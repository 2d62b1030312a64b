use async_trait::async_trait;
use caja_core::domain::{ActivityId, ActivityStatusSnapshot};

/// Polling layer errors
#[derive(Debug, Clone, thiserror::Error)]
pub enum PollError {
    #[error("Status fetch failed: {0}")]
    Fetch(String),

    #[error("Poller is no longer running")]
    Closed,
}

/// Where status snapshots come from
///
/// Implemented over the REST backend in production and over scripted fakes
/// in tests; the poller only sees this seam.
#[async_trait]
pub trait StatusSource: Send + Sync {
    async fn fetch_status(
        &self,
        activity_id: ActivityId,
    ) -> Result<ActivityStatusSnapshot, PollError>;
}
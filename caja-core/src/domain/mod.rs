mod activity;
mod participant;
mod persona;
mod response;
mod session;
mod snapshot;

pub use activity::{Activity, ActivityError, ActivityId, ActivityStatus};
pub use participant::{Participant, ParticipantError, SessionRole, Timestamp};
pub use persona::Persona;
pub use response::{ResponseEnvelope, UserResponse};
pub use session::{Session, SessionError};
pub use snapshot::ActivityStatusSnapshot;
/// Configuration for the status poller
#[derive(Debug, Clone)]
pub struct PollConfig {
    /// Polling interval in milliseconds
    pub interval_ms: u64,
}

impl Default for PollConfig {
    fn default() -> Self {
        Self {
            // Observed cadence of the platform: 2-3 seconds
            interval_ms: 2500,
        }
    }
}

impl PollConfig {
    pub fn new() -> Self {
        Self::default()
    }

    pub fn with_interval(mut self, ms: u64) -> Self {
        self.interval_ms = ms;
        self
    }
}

*Activity*
Copy down the material exactly as written.

*Exercise response*
repository 2d62b1030312a64b
use async_trait::async_trait;
use caja_core::domain::{ActivityId, ActivityStatusSnapshot};

/// Polling layer errors
#[derive(Debug, Clone, thiserror::Error)]
pub enum PollError {
    #[error("Status fetch failed: {0}")]
    Fetch(String),

    #[error("Poller is no longer running")]
    Closed,
}

/// Where status snapshots come from
///
/// Implemented over the REST backend in production and over scripted fakes
/// in tests; the poller only sees this seam.
#[async_trait]
pub trait StatusSource: Send + Sync {
    async fn fetch_status(
        &self,
        activity_id: ActivityId,
    ) -> Result<ActivityStatusSnapshot, PollError>;
}
filename caja-core/src/domain/mod.rs
mod activity;
mod participant;
mod persona;
mod response;
mod session;
mod snapshot;

pub use activity::{Activity, ActivityError, ActivityId, ActivityStatus};
pub use participant::{Participant, ParticipantError, SessionRole, Timestamp};
pub use persona::Persona;
pub use response::{ResponseEnvelope, UserResponse};
pub use session::{Session, SessionError};
pub use snapshot::ActivityStatusSnapshot;
/// Configuration for the status poller
#[derive(Debug, Clone)]
pub struct PollConfig {
    /// Polling interval in milliseconds
    pub interval_ms: u64,
}

impl Default for PollConfig {
    fn default() -> Self {
        Self {
            // Observed cadence of the platform: 2-3 seconds
            interval_ms: 2500,
        }
    }
}

impl PollConfig {
    pub fn new() -> Self {
        Self::default()
    }

    pub fn with_interval(mut self, ms: u64) -> Self {
        self.interval_ms = ms;
        self
    }
}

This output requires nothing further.